Creating variables: createvar(‹varname›)

and

Destroying variables: removevar(‹varname›)

Description: These operators help in the manual administration of the creation of local variables. createvar(x) creates a new variable named x, while the old value is put on a stack. removevar(x) removes the local variable and restores the value from the stack. Notice that usually, variables do not have to be created explicitly. They are automatically generated when they are first used. The createvar and removevar operators should only be used if one wants to reserve a variable name for a certain local region of the code.

Example:

x=10;
println("x is now "+x);
createvar(x);
x=5;
println("x is now "+x);
removevar(x);
println("x is now "+x);

This code fragment produces the output

x is now 10
x is now 5
x is now 10

Creating many local variables for a function: regional(‹name1›,‹name2›,…)

Description: This statement can be used at the beginning of a function. It has almost the same effect as the local statement and creates several local variables. However, unlike with the local statement, the variables are removed automatically, when the function terminates. Therefore, an explicit call of release is not necessary. Most often it is much more convenient to use regional than to use local.


Variables have some kind of persistence within CindyScript. If the value of a variable is set in a statement, it remains set, until it is changed. One can explicitly clear variables using the following operators. Often it is useful to put a clear() statement under the init event of the program.

Clear all variables: clear()

Not available in CindyJS yet!

Description: This operator clears all variables.

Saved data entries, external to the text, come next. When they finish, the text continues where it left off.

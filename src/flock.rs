use std::{
    fs::File,
    path::{Path, PathBuf},
    time::{Duration, Instant},
};

use fs4::fs_std::FileExt;
use log::debug;
use thiserror::Error;

/// Exclusive advisory lock on a file, released when dropped.
pub struct FileLock {
    _file: File,
}

#[derive(Error, Debug)]
pub enum Error {
    #[error("Lock on {path} is held by another process")]
    Contended { path: PathBuf },
    #[error(transparent)]
    IO(#[from] std::io::Error),
}

impl FileLock {
    pub fn new(path: &Path, wait: Duration) -> Result<Self, Error> {
        let file = File::create(path)?;
        let start = Instant::now();
        loop {
            match file.try_lock_exclusive() {
                Ok(outcome) if outcome.acquired() => return Ok(Self { _file: file }),
                Ok(_) => {}
                Err(error)
                    if error.raw_os_error() == fs4::lock_contended_error().raw_os_error() => {}
                Err(error) => return Err(error.into()),
            }
            if start.elapsed() >= wait {
                return Err(Error::Contended {
                    path: path.to_path_buf(),
                });
            }
            debug!("Failed to acquire a lock on {}, retrying", path.display());
            std::thread::sleep(Duration::from_millis(500));
        }
    }
}

// fs4 releases disagree on whether contention is `Err(..)` or `Ok(false)`.
trait LockOutcome {
    fn acquired(self) -> bool;
}

impl LockOutcome for () {
    fn acquired(self) -> bool {
        true
    }
}

impl LockOutcome for bool {
    fn acquired(self) -> bool {
        self
    }
}
use std::{
    collections::HashMap,
    path::{Path, PathBuf},
    time::Duration,
};

use anyhow::bail;
use config::{Config, ConfigError, Environment, File, FileFormat};
use serde::Deserialize;

use crate::{
    cli::args::CliArgs,
    webhook::{forward::DEFAULT_FORWARD_TIMEOUT, DEFAULT_ENDPOINT},
};

const DEFAULT_VERSION: &str = "master";
const DEFAULT_HOST: &str = "localhost";
const DEFAULT_PORT: u16 = 9090;

/// Effective settings, after merging command line, environment and config file.
#[derive(Debug, PartialEq, Eq)]
pub struct Settings {
    pub repo_url: String,
    pub version: String,
    /// Directory the working copy is created under.
    pub path: PathBuf,
    pub host: String,
    pub port: u16,
    pub endpoint: String,
    pub secret: Option<String>,
    pub broadcast: Vec<String>,
    pub forward_timeout: Duration,
    pub command: Option<String>,
}

impl Settings {
    pub fn load(args: &CliArgs) -> anyhow::Result<Self> {
        let raw_config = RawConfig::load(args.config.as_deref(), None)?;
        Self::merge(args, raw_config)
    }

    fn merge(args: &CliArgs, raw_config: RawConfig) -> anyhow::Result<Self> {
        let RawConfig {
            repo,
            server,
            webhook,
            action,
        } = raw_config;

        let Some(repo_url) = args.repo_url.clone().or(repo.url) else {
            bail!("No repository url given, use --repo-url or HOOKSYNC_REPO_URL");
        };
        let Some(path) = args.path.clone().or(repo.path) else {
            bail!("No local path given, pass it as an argument or use HOOKSYNC_REPO_PATH");
        };

        let broadcast = if args.broadcast.is_empty() {
            webhook.broadcast.map(Peers::into_vec).unwrap_or_default()
        } else {
            args.broadcast.clone()
        };

        Ok(Self {
            repo_url,
            version: args
                .repo_branch
                .clone()
                .or(repo.version)
                .unwrap_or_else(|| DEFAULT_VERSION.to_owned()),
            path,
            host: args
                .host
                .clone()
                .or(server.host)
                .unwrap_or_else(|| DEFAULT_HOST.to_owned()),
            port: args.port.or(server.port).unwrap_or(DEFAULT_PORT),
            endpoint: args
                .endpoint
                .clone()
                .or(webhook.endpoint)
                .unwrap_or_else(|| DEFAULT_ENDPOINT.to_owned()),
            secret: args
                .secret
                .clone()
                .or(webhook.secret)
                .filter(|secret| !secret.is_empty()),
            broadcast,
            forward_timeout: args
                .forward_timeout
                .or(webhook.timeout)
                .map(Duration::from_secs)
                .unwrap_or(DEFAULT_FORWARD_TIMEOUT),
            command: args.command.clone().or(action.command),
        })
    }
}

#[derive(Default, Debug, Deserialize, PartialEq, Eq)]
struct RawConfig {
    #[serde(default)]
    repo: RepoConfig,
    #[serde(default)]
    server: ServerConfig,
    #[serde(default)]
    webhook: WebhookConfig,
    #[serde(default)]
    action: ActionConfig,
}

#[derive(Default, Debug, Deserialize, PartialEq, Eq)]
struct RepoConfig {
    url: Option<String>,
    version: Option<String>,
    path: Option<PathBuf>,
}

#[derive(Default, Debug, Deserialize, PartialEq, Eq)]
struct ServerConfig {
    host: Option<String>,
    port: Option<u16>,
}

#[derive(Default, Debug, Deserialize, PartialEq, Eq)]
struct WebhookConfig {
    endpoint: Option<String>,
    secret: Option<String>,
    broadcast: Option<Peers>,
    /// Seconds.
    timeout: Option<u64>,
}

#[derive(Default, Debug, Deserialize, PartialEq, Eq)]
struct ActionConfig {
    command: Option<String>,
}

/// A TOML list, or a comma separated string when coming from the environment.
#[derive(Debug, Deserialize, PartialEq, Eq)]
#[serde(untagged)]
enum Peers {
    List(Vec<String>),
    Joined(String),
}

impl Peers {
    fn into_vec(self) -> Vec<String> {
        match self {
            Peers::List(peers) => peers,
            Peers::Joined(peers) => peers
                .split(',')
                .map(str::trim)
                .filter(|peer| !peer.is_empty())
                .map(str::to_owned)
                .collect(),
        }
    }
}

impl RawConfig {
    fn load(file: Option<&Path>, env: Option<HashMap<String, String>>) -> Result<Self, ConfigError> {
        let mut builder = Config::builder();
        if let Some(file) = file {
            builder = builder.add_source(File::from(file).format(FileFormat::Toml));
        }
        builder
            .add_source(
                Environment::with_prefix("HOOKSYNC")
                    .separator("_")
                    .source(env),
            )
            .build()?
            .try_deserialize()
    }
}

Clear a specific variable: clear(‹var›)

Not available in CindyJS yet!

Description: This operator clears variable ‹var›.


Handles to key variables of objects: keys(‹var›)

Not available in CindyJS yet!

Description: Gives a list of all keys associated to an object via an ‹object›:‹key›=‹something› declaration.

Example: It is possible to associate a value under a freely chosen key to an object. This can be done by code similar to the following one:

skip test: keys not supported yet.
A:"age"=34;
A:"haircolor"="brown";

These assignments may be accessed also by a similar syntax like:

skip test: keys not supported yet.
println(A:"age");
println(A:"haircolor");

The operator keys returns a list of all associated keys of an object. So in this example

skip test: keys not supported yet.
println(keys(A));

will return the list ["age","haircolor"].